O labelling approach ou teoria do etiquetamento social demonstra que as condutas tuteladas pela lei penal não são lógicas, tal constatação está muito distante do saber dogmático e mais próximo do entendimento crítico da sociologia.

Verificamos isso no saber dogmático, assim como nas instâncias oficiais de investigação e aplicação da Lei. Podemos afirmar que furtar é crime, porém, se o furto for praticado por uma pessoa rica que poderia facilmente comprar o produto furtado, seria considerado distração e etc.

Esse fato traduz que o criminoso é selecionado pelas características do meio o qual está inserido, e não pela conduta criminosa, portanto, o sistema punitivo não combate a criminalidade, mas atribui rótulos através de uma convenção discursiva.

1 - O PROCESSO DE CRIMINALIZAÇÃO

1.1 - CRIMINALIZAÇÃO PRIMÁRIA

O Estado, tanto pelo processo legislativo quanto pelos órgãos oficiais de aplicação da Lei Penal são responsáveis pelos processos de criminalização primária e secundária.

As características de criminalização primária demonstram que o crime é uma escolha legislativa e mais, que a Lei serve para higienização dos mais pobres, pela intolerância as suas condutas.

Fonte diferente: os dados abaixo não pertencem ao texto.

//! The seam between the pipeline and whatever renders it.
//!
//! The pipeline never draws anything itself. It tells a [`Presenter`] when to
//! show a notification, when the loading indicator becomes visible or hidden,
//! and when the user has to log in again.

use crate::protocol::NotificationStyle;
use parking_lot::Mutex;

/// Notification severity.
#[derive(Debug, Clone, Copy, PartialEq, Eq)]
pub enum NotificationLevel {
    /// Operation succeeded
    Success,
    /// Something needs attention but nothing failed
    Warning,
    /// Operation failed
    Error,
}

/// A user-visible message.
#[derive(Debug, Clone, PartialEq, Eq)]
pub struct Notification {
    /// Severity
    pub level: NotificationLevel,
    /// Whether the message auto-dismisses
    pub style: NotificationStyle,
    /// Text
    pub message: String,
}

impl Notification {
    /// Transient success message.
    pub fn success(message: impl Into<String>) -> Self {
        Self {
            level: NotificationLevel::Success,
            style: NotificationStyle::Transient,
            message: message.into(),
        }
    }

    /// Transient warning.
    pub fn warning(message: impl Into<String>) -> Self {
        Self {
            level: NotificationLevel::Warning,
            style: NotificationStyle::Transient,
            message: message.into(),
        }
    }

    /// Error message with the given style.
    pub fn error(message: impl Into<String>, style: NotificationStyle) -> Self {
        Self {
            level: NotificationLevel::Error,
            style,
            message: message.into(),
        }
    }

    /// Whether the notification stays until dismissed.
    pub fn is_persistent(&self) -> bool {
        self.style == NotificationStyle::Persistent
    }
}

/// Receiver of the pipeline's user-facing side effects.
pub trait Presenter: Send + Sync {
    /// Show a notification.
    fn notify(&self, notification: Notification);

    /// The loading indicator changed visibility.
    ///
    /// Called with `true` when the first loading request starts and `false`
    /// when the last one settles. `text` is the text of the request that made
    /// the indicator visible.
    fn loading_changed(&self, visible: bool, text: Option<&str>);

    /// Credentials are gone; send the user to the login entry point.
    fn redirect_to_login(&self, path: &str);
}

/// Presenter that only logs through `tracing`.
#[derive(Debug, Clone, Copy, Default)]
pub struct TracingPresenter;

impl Presenter for TracingPresenter {
    fn notify(&self, notification: Notification) {
        match notification.level {
            NotificationLevel::Success => tracing::info!(text = %notification.message, "notification"),
            NotificationLevel::Warning => tracing::warn!(text = %notification.message, "notification"),
            NotificationLevel::Error => tracing::error!(
                text = %notification.message,
                persistent = notification.is_persistent(),
                "notification"
            ),
        }
    }

    fn loading_changed(&self, visible: bool, text: Option<&str>) {
        tracing::debug!(visible, text, "loading indicator");
    }

    fn redirect_to_login(&self, path: &str) {
        tracing::warn!(path, "session lost, redirecting to login");
    }
}

/// Something the [`RecordingPresenter`] was asked to do.
#[derive(Debug, Clone, PartialEq, Eq)]
pub enum PresenterEvent {
    /// [`Presenter::notify`]
    Notified(Notification),
    /// [`Presenter::loading_changed`]
    Loading {
        /// New visibility
        visible: bool,
        /// Indicator text
        text: Option<String>,
    },
    /// [`Presenter::redirect_to_login`]
    Redirected(String),
}

/// Presenter that records every event, for headless use and tests.
#[derive(Debug, Default)]
pub struct RecordingPresenter {
    events: Mutex<Vec<PresenterEvent>>,
}

impl RecordingPresenter {
    /// Create an empty recorder.
    pub fn new() -> Self {
        Self::default()
    }

    /// All recorded events, oldest first.
    pub fn events(&self) -> Vec<PresenterEvent> {
        self.events.lock().clone()
    }

    /// Recorded notifications, oldest first.
    pub fn notifications(&self) -> Vec<Notification> {
        self.events
            .lock()
            .iter()
            .filter_map(|event| match event {
                PresenterEvent::Notified(n) => Some(n.clone()),
                _ => None,
            })
            .collect()
    }

    /// Recorded login redirects.
    pub fn redirects(&self) -> Vec<String> {
        self.events
            .lock()
            .iter()
            .filter_map(|event| match event {
                PresenterEvent::Redirected(path) => Some(path.clone()),
                _ => None,
            })
            .collect()
    }

    /// Forget everything recorded so far.
    pub fn clear(&self) {
        self.events.lock().clear();
    }
}

impl Presenter for RecordingPresenter {
    fn notify(&self, notification: Notification) {
        self.events.lock().push(PresenterEvent::Notified(notification));
    }

    fn loading_changed(&self, visible: bool, text: Option<&str>) {
        self.events.lock().push(PresenterEvent::Loading {
            visible,
            text: text.map(str::to_string),
        });
    }

    fn redirect_to_login(&self, path: &str) {
        self.events
            .lock()
            .push(PresenterEvent::Redirected(path.to_string()));
    }
}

Nessa linha, o professor Sandro Sell afirma que a criminalização primária ocorre na medida que o legislador demonstra intolerância ao criar Leis desproporcionais somente as condutas dos mais pobres, vejamos:

"Ao criar leis, portanto, há um processo de criminalização primária, resultante da intolerância legislativa com a conduta dos mais pobres. Quando falamos de criminalização primária, falamos, em síntese, de duas coisas: a) O crime não é uma realidade natural, descoberta e declarada pelo Direito, mas uma invenção do legislador, algo é crime não necessariamente porque represente um conduta socialmente intolerável, mas porque os legisladores desejaram que assim fosse; b) E essa invenção segue critérios de preferência legislativa, cujos balizamentos não costumam respeitar princípios de razoabilidade ou proporcionalidade, gerando leis penais duríssimas contra as condutas dos mais pobres e rarefeitas em se tratando de crimes típicos dos estratos sociais elevados". (SELL, 2007, S/N).

1.2 - CRIMINALIZAÇÃO SECUNDÁRIA

Já a criminalização secundária se da pela constatação do critério de investigação e aplicação da Lei penal pelos órgãos oficiais e até pela imprensa. Não raras vezes, é unanime que os condenados são sempre os mais pobres, analfabetos, desempregados e etc.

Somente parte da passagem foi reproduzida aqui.